In the noninferiority trial, 2,016 women aged ≥ 50 years who had undergone breast-conserving surgery for unifocal invasive ductal adenocarcinoma of grade 1 to 3 and who had a tumor size of ≤ 3 cm (pT1–2), 0 to 3 positive axillary nodes (pN0–1), and minimum microscopic margins of noncancerous tissue of ≥ 2 mm from 30 sites were randomized 1:1:1 between May 2007 and October 2010 to receive 40 Gy of whole-breast radiotherapy (control, n = 674), 36 Gy of whole-breast radiotherapy and 40 Gy to the partial breast (reduced-dose group, n = 673), or 40 Gy to the partial breast only (partial-breast group, n = 669) in 15 daily treatment fractions. Field-in-field intensity-modulated radiotherapy was delivered using standard tangential beams, reduced in length for the partial-breast group. The primary endpoint was ipsilateral local relapse at 5 years in the intent-to-treat population, with noninferiority shown in experimental groups if the upper limit of the two-sided 95% confidence interval for the local relapse hazard ratio [HR] was < 2.03.
Median follow-up was 72.2 months. Estimated cumulative 5-year local relapse rates were 1.1% in the control group, 0.2% in the reduced-dose group (difference = –0.73% vs control), and 0.5% in the partial-breast group (difference = –0.38% vs control). Noninferiority (HR > 2.03) vs the control group was established for both the reduced-dose (P = .003) and partial-breast groups (P = .016).

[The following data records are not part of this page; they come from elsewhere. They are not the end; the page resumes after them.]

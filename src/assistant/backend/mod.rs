//! LLM backends for the query assistant

pub mod mock;
pub mod openai;
pub mod traits;

pub use mock::MockBackend;
pub use openai::OpenAiBackend;
pub use traits::{
    CompletionRequest, CompletionResponse, FinishReason, LlmBackend, LlmError, Message,
    MessageRole, Usage,
};
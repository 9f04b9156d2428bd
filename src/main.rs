//! granary - multi-tenant backend service for cooperative management

use clap::Parser;
use std::sync::Arc;
use std::time::Duration;
use tracing::{error, info, warn};
use tracing_subscriber::{layer::SubscriberExt, util::SubscriberInitExt};

use granary::assistant::{LlmBackend, OpenAiBackend};
use granary::config::Args;
use granary::server::{self, AppState};
use granary::store::{DocumentStore, FetchOptions, MemoryStore, StoreClient};

#[tokio::main]
async fn main() -> anyhow::Result<()> {
    // Load environment variables from .env file if present
    let _ = dotenvy::dotenv();

    let args = Args::parse();

    // Initialize tracing/logging
    let log_level = args.log_level.clone();
    tracing_subscriber::registry()
        .with(
            tracing_subscriber::EnvFilter::try_from_default_env()
                .unwrap_or_else(|_| format!("granary={},info", log_level).into()),
        )
        .with(tracing_subscriber::fmt::layer())
        .init();

    if let Err(e) = args.validate() {
        error!("Configuration error: {}", e);
        std::process::exit(1);
    }

    info!("======================================");
    info!("  granary - cooperative backend");
    info!("======================================");
    info!("Listen: {}", args.listen);
    info!("Store: {}", args.store_url);
    info!("Assistant model: {}", args.llm_model);
    info!("Mode: {}", if args.dev_mode { "DEVELOPMENT" } else { "PRODUCTION" });
    info!("======================================");

    // Document store: remote HTTP store, or in-memory in dev mode when the
    // remote is unreachable.
    let store: Arc<dyn DocumentStore> = {
        let client = StoreClient::new(
            args.store_url.clone(),
            Duration::from_millis(args.store_timeout_ms),
        )?;

        let probe = client
            .fetch("cooperatives", serde_json::json!({}), FetchOptions::limit(1))
            .await;

        match probe {
            Ok(_) => {
                info!("Document store reachable");
                Arc::new(client)
            }
            Err(e) if args.dev_mode => {
                warn!("Document store unreachable (dev mode, using in-memory store): {}", e);
                Arc::new(MemoryStore::new())
            }
            Err(e) => {
                // Production keeps the remote client; the store may come
                // back, and readiness probes report the outage meanwhile.
                warn!("Document store probe failed: {}", e);
                Arc::new(client)
            }
        }
    };

    let backend: Arc<dyn LlmBackend> = Arc::new(OpenAiBackend::new(
        args.llm_url.clone(),
        args.llm_model.clone(),
        args.llm_api_key.clone(),
    ));

    if !backend.is_available().await {
        warn!("LLM backend did not answer availability probe");
    }

    let state = Arc::new(AppState::new(args, store, backend));

    server::run(state).await?;

    Ok(())
}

Late Normal Tissue Effects
Photographic, patient, and clinical assessments showed similar adverse effects after reduced-dose and partial-breast radiotherapy; significantly reduced adverse effects vs the whole-breast group were observed for change in breast appearance (35% vs 48%, P = .007) in the partial-breast group and breast harder or firmer in the reduced-dose group (21% vs 35%, P = .002) and in the partial-breast group (15% vs 35%, P < .0001).
The investigators concluded: “We showed non-inferiority of partial-breast and reduced-dose radiotherapy compared with the standard whole-breast radiotherapy in terms of local relapse in a cohort of patients with early breast cancer, and equivalent or fewer late normal-tissue adverse effects were seen. This simple radiotherapy technique is implementable in radiotherapy centres worldwide.”
The study was funded by Cancer Research UK.
Charlotte E. Coles, PhD, of the University of Cambridge, is the corresponding author of The Lancet article.